Collected data
[Start of section]
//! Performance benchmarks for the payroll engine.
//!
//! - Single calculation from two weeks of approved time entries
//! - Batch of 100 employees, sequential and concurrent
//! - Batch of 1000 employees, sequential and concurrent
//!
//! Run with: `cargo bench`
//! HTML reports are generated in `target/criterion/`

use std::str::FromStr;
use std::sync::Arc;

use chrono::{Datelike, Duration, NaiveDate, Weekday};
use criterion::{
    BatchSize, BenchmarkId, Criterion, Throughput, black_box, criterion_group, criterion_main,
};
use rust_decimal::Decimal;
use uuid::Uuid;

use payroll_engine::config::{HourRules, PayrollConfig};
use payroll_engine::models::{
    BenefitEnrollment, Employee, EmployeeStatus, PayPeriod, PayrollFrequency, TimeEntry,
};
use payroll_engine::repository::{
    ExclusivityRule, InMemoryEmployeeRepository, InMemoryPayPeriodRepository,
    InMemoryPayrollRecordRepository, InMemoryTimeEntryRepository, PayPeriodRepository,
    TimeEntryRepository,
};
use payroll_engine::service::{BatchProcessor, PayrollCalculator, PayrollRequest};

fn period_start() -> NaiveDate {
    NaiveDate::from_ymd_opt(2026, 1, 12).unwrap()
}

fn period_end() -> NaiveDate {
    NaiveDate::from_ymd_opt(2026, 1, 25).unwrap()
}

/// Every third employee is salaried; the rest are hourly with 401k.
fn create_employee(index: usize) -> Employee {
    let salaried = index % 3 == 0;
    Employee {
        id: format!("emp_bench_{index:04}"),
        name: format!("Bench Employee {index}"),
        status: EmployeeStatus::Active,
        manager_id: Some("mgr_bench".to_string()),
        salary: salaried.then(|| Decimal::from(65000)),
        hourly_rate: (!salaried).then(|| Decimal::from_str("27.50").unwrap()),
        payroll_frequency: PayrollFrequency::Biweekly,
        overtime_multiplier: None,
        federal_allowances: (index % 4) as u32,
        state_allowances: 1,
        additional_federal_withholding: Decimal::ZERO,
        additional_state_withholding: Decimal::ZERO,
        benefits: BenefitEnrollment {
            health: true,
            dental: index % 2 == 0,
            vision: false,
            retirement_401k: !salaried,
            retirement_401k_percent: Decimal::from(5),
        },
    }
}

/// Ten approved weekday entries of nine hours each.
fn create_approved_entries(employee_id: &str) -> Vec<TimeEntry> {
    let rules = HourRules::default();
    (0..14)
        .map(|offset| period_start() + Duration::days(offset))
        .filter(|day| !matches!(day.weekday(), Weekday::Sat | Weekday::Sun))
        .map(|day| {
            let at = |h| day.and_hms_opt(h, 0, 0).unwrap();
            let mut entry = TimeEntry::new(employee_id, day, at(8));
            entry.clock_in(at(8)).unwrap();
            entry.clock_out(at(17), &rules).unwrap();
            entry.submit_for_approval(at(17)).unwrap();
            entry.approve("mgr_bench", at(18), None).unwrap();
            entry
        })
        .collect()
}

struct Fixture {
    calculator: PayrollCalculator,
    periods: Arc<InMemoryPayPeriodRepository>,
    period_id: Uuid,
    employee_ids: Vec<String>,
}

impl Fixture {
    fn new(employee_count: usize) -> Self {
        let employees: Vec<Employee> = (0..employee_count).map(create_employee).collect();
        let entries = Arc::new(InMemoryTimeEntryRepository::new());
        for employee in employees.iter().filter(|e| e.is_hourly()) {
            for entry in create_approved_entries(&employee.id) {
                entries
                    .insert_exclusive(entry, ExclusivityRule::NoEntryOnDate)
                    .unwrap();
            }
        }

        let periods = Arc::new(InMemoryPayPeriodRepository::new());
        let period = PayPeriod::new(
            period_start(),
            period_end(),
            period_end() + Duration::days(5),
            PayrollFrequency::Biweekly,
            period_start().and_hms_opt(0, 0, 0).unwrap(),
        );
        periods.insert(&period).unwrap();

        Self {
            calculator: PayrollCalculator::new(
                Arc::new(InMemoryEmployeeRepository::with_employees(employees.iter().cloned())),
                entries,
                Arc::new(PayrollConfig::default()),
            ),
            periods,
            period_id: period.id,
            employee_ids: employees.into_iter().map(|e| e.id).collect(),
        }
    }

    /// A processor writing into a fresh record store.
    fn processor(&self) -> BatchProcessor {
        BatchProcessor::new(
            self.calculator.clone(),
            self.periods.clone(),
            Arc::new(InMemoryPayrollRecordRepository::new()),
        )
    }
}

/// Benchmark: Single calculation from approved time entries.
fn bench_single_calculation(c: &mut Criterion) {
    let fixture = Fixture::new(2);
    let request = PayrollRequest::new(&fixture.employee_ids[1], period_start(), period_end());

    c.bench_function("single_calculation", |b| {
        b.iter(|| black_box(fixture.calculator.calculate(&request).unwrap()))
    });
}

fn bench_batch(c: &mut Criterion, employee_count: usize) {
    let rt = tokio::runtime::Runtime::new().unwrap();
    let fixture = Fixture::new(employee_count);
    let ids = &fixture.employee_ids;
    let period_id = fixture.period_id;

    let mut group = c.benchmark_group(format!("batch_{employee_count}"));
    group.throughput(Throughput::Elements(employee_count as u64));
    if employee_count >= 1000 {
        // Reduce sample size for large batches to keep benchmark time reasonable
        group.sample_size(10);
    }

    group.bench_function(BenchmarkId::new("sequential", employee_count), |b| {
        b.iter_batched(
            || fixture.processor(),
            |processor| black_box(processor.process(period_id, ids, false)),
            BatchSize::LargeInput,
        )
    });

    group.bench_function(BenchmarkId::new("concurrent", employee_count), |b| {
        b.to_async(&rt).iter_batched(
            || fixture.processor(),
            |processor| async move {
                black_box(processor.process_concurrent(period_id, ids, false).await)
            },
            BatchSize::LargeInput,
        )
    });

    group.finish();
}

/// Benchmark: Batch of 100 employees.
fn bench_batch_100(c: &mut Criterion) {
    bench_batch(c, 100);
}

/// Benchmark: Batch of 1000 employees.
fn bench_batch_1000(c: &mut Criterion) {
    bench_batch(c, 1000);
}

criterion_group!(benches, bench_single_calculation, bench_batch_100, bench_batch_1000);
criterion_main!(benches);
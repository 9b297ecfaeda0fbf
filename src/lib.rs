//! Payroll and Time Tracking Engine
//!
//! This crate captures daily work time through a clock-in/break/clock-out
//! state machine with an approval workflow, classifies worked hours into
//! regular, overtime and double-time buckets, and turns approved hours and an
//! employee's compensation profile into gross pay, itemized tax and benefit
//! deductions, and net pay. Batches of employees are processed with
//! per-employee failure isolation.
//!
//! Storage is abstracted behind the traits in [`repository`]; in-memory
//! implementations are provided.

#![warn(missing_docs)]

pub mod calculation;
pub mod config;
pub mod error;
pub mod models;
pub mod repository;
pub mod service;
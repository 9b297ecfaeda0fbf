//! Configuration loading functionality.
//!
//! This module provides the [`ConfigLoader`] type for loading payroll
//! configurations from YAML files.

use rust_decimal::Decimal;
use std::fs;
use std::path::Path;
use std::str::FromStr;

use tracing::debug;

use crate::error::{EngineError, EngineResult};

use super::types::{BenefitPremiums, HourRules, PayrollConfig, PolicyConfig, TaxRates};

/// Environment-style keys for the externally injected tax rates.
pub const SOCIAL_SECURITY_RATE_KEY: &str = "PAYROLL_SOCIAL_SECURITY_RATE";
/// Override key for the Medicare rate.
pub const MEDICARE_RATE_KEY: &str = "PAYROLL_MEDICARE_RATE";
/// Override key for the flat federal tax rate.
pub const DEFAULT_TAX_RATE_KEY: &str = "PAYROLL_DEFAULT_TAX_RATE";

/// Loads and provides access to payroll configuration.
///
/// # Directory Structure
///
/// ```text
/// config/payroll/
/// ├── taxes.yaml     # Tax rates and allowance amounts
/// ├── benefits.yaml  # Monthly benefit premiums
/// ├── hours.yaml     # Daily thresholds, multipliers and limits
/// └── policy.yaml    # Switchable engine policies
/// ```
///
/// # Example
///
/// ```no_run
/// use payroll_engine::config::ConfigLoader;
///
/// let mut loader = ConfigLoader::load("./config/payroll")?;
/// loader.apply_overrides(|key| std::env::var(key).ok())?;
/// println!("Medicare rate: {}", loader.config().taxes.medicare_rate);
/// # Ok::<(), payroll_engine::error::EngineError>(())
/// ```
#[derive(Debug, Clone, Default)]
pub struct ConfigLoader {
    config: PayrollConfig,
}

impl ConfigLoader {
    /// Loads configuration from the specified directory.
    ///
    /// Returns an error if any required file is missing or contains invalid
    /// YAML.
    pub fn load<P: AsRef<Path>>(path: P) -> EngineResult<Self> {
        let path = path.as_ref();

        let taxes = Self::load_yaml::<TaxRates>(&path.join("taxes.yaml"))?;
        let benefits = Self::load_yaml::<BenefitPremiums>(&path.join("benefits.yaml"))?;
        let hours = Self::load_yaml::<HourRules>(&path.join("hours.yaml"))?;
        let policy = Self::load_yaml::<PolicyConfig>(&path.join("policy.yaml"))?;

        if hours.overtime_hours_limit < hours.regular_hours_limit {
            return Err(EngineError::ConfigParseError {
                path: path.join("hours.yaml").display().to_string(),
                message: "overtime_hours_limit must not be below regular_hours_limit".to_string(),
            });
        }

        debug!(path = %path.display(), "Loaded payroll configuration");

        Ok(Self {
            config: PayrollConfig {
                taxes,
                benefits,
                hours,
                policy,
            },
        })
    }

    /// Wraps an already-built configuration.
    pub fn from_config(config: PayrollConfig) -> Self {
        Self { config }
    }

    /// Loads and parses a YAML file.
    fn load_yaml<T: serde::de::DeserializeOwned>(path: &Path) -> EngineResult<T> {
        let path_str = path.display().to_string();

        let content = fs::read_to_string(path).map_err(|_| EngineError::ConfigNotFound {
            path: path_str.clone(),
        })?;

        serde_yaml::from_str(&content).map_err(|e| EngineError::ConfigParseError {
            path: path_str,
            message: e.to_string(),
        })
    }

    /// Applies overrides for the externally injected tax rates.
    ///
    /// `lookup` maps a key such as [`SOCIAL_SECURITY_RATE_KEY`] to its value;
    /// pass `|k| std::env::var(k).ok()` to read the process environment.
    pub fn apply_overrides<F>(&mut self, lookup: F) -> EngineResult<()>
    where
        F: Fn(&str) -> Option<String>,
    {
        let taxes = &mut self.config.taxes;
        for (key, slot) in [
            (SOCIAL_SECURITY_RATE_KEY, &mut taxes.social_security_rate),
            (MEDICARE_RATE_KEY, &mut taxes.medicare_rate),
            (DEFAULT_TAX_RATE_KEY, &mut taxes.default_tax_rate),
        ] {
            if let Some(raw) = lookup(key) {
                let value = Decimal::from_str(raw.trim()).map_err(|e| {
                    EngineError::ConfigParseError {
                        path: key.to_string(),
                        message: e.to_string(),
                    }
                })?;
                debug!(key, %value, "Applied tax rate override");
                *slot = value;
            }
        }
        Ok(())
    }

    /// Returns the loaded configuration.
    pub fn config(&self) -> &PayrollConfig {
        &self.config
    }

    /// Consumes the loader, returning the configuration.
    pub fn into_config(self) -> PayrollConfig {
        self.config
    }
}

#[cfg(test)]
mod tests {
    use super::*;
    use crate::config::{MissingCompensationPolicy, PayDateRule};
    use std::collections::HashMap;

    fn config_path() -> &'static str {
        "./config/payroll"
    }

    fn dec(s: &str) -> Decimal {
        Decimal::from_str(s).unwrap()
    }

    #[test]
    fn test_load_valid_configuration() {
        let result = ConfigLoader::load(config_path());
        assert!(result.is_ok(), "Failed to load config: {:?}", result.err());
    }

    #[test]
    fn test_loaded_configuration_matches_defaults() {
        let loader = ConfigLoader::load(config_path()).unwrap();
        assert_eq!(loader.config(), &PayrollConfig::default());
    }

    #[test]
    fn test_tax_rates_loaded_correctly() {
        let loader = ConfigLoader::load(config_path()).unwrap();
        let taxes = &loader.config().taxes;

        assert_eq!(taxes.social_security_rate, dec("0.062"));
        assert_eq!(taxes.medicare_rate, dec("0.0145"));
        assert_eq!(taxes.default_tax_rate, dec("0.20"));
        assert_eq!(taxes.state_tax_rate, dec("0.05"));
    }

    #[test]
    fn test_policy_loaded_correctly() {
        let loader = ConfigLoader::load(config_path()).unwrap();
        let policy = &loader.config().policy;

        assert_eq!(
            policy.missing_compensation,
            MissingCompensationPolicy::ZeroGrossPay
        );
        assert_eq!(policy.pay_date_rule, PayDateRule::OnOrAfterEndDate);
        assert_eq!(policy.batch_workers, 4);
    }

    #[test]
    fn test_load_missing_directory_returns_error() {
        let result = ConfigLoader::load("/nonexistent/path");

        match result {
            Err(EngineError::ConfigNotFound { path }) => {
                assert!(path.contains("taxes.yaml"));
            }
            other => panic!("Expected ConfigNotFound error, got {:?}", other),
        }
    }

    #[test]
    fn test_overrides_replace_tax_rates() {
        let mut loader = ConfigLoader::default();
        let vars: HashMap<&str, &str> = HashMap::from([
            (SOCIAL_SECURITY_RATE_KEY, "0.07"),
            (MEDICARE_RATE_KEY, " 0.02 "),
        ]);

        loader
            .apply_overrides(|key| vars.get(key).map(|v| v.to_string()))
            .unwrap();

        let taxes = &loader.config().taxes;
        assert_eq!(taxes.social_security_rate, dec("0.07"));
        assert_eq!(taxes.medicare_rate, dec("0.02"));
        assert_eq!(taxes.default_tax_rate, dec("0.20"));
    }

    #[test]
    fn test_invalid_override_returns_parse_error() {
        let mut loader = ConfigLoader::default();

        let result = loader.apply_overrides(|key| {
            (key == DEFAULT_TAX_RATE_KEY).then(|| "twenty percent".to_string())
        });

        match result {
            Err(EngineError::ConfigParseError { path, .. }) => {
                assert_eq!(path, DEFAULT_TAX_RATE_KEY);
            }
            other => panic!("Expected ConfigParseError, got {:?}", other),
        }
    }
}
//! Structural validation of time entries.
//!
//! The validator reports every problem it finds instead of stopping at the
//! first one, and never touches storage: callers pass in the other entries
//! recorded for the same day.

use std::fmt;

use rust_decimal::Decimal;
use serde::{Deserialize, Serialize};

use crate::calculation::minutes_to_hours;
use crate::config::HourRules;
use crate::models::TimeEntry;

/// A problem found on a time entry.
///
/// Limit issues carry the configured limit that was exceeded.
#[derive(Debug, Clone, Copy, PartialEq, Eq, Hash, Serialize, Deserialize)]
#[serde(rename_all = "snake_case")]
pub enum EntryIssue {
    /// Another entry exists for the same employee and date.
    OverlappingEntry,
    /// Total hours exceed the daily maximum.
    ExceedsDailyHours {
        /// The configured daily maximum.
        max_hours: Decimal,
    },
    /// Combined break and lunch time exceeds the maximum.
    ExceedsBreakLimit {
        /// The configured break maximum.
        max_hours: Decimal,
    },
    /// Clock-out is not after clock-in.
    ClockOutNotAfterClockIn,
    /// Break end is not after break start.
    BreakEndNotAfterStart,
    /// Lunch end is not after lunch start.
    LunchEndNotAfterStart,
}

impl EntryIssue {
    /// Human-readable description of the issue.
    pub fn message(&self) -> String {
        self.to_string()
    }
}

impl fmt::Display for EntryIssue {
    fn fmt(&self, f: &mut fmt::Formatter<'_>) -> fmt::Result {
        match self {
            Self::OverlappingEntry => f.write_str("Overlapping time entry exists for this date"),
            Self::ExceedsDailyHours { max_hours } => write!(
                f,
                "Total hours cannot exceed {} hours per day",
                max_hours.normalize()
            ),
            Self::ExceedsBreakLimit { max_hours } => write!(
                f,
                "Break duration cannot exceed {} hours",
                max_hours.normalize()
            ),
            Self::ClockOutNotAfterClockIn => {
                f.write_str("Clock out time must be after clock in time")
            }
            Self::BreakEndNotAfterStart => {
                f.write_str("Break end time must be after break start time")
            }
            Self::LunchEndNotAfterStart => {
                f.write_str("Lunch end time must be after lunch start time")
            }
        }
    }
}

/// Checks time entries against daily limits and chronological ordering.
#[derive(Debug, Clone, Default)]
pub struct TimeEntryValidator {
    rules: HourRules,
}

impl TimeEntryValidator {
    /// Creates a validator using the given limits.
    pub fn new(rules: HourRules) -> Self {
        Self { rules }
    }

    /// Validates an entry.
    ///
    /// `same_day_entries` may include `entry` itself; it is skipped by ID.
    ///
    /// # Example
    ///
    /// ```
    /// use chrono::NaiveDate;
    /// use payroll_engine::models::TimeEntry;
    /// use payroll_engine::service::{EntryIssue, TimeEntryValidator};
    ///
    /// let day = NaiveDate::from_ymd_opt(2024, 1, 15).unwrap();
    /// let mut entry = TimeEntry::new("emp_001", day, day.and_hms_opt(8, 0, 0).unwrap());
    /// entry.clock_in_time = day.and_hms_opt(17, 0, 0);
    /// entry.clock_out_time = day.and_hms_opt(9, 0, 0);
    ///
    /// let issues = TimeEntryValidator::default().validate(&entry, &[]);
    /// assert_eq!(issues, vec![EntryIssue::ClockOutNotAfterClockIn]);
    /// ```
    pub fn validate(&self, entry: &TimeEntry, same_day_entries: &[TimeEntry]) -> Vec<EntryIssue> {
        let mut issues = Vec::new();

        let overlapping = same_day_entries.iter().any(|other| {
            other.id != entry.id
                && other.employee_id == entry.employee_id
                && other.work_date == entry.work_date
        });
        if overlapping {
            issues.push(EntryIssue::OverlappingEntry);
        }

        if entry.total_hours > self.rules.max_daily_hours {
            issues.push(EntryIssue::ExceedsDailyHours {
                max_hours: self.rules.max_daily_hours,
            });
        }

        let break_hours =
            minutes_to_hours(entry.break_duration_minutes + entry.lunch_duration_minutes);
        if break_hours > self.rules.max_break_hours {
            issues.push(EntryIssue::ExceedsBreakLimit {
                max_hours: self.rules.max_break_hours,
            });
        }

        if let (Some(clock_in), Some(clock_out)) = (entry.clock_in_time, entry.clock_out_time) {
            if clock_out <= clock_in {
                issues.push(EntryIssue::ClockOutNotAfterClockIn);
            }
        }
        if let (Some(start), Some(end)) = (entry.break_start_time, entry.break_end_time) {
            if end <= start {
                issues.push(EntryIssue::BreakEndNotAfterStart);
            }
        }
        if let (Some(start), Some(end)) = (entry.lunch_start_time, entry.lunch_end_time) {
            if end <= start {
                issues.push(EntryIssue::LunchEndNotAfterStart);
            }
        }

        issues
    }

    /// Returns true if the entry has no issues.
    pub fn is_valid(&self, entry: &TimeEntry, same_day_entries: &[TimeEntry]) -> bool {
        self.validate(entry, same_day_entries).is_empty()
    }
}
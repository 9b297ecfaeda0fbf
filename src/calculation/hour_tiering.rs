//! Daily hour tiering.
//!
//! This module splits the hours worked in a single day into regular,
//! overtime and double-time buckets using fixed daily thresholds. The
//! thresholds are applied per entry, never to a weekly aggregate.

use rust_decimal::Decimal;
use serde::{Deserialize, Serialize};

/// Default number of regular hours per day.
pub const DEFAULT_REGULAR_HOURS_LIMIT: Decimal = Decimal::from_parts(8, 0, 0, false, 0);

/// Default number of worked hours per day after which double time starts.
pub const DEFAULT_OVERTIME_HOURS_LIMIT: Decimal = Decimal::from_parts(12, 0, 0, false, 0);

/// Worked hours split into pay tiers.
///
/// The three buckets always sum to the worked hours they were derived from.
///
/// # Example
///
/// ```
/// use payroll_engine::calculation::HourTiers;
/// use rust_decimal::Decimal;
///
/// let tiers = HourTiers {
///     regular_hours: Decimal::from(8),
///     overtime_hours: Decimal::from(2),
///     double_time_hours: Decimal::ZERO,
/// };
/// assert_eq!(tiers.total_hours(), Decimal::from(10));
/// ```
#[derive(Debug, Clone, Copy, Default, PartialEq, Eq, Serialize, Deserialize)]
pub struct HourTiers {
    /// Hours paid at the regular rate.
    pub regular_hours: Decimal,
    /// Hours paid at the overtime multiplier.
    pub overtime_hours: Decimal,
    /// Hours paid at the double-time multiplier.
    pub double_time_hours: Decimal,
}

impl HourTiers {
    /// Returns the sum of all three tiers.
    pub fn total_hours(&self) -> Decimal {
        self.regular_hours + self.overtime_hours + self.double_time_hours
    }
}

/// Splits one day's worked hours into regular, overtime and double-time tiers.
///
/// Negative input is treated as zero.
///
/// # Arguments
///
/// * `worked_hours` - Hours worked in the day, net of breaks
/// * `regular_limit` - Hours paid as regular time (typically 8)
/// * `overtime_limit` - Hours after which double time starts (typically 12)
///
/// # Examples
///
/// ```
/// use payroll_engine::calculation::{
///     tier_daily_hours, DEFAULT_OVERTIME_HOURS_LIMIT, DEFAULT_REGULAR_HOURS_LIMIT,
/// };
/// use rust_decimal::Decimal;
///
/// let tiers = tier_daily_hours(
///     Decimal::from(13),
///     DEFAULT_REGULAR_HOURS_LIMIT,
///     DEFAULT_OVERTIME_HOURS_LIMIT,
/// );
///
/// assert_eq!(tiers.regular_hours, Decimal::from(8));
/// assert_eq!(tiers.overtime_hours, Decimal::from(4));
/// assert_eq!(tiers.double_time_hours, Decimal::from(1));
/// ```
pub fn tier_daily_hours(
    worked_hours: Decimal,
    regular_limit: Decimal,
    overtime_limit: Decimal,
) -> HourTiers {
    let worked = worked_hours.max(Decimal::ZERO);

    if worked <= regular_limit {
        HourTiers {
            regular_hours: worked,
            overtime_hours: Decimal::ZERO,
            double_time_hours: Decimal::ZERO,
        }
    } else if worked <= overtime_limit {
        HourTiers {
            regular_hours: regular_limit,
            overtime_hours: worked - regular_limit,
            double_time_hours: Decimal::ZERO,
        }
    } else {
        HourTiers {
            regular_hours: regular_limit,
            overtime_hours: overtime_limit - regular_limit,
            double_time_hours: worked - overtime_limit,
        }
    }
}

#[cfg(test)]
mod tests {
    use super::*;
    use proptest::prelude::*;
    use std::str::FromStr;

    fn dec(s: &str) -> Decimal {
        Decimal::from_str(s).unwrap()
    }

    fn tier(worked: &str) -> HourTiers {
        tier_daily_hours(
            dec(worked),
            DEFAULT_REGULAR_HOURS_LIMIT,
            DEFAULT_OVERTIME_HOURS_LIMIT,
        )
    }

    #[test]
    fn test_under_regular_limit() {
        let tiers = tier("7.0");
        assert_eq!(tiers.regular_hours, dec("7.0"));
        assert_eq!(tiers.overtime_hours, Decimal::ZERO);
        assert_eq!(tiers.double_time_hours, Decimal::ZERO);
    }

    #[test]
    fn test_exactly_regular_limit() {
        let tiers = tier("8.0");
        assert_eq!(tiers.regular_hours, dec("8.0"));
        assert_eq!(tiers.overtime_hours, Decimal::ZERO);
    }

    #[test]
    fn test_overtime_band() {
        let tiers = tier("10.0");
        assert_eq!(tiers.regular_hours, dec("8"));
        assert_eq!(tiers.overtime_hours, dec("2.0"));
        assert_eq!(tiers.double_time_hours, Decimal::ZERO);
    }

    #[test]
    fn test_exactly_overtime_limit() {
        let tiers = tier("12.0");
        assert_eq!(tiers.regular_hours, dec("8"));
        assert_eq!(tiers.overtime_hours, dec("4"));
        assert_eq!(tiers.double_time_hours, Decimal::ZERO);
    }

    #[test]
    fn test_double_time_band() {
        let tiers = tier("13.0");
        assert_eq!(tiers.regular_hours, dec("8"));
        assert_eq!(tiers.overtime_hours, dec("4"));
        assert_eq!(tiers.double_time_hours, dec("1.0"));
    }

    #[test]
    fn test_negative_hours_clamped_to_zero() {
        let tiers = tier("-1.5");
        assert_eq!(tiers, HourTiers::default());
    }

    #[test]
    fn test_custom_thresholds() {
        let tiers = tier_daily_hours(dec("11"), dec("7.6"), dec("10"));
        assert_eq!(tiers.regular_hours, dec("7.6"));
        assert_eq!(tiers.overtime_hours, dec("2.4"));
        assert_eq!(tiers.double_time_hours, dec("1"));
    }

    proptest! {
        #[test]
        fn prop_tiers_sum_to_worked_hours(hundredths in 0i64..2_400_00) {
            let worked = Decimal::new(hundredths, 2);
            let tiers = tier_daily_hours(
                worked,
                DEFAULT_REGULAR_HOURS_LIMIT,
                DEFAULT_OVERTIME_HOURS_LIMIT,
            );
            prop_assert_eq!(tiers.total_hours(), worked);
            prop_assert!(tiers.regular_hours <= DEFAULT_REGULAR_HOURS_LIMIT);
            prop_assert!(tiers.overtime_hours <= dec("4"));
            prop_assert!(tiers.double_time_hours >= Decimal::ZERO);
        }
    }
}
[End of section]
#### [PROBLEM STATEMENT]
Beginning with the opening line above, retype the records exactly through the line with "use std::sync::Arc;", both ends included.

#### [REPLY TO THE EXERCISE]
//! Performance benchmarks for the payroll engine.
//!
//! - Single calculation from two weeks of approved time entries
//! - Batch of 100 employees, sequential and concurrent
//! - Batch of 1000 employees, sequential and concurrent
//!
//! Run with: `cargo bench`
//! HTML reports are generated in `target/criterion/`

use std::str::FromStr;
use std::sync::Arc;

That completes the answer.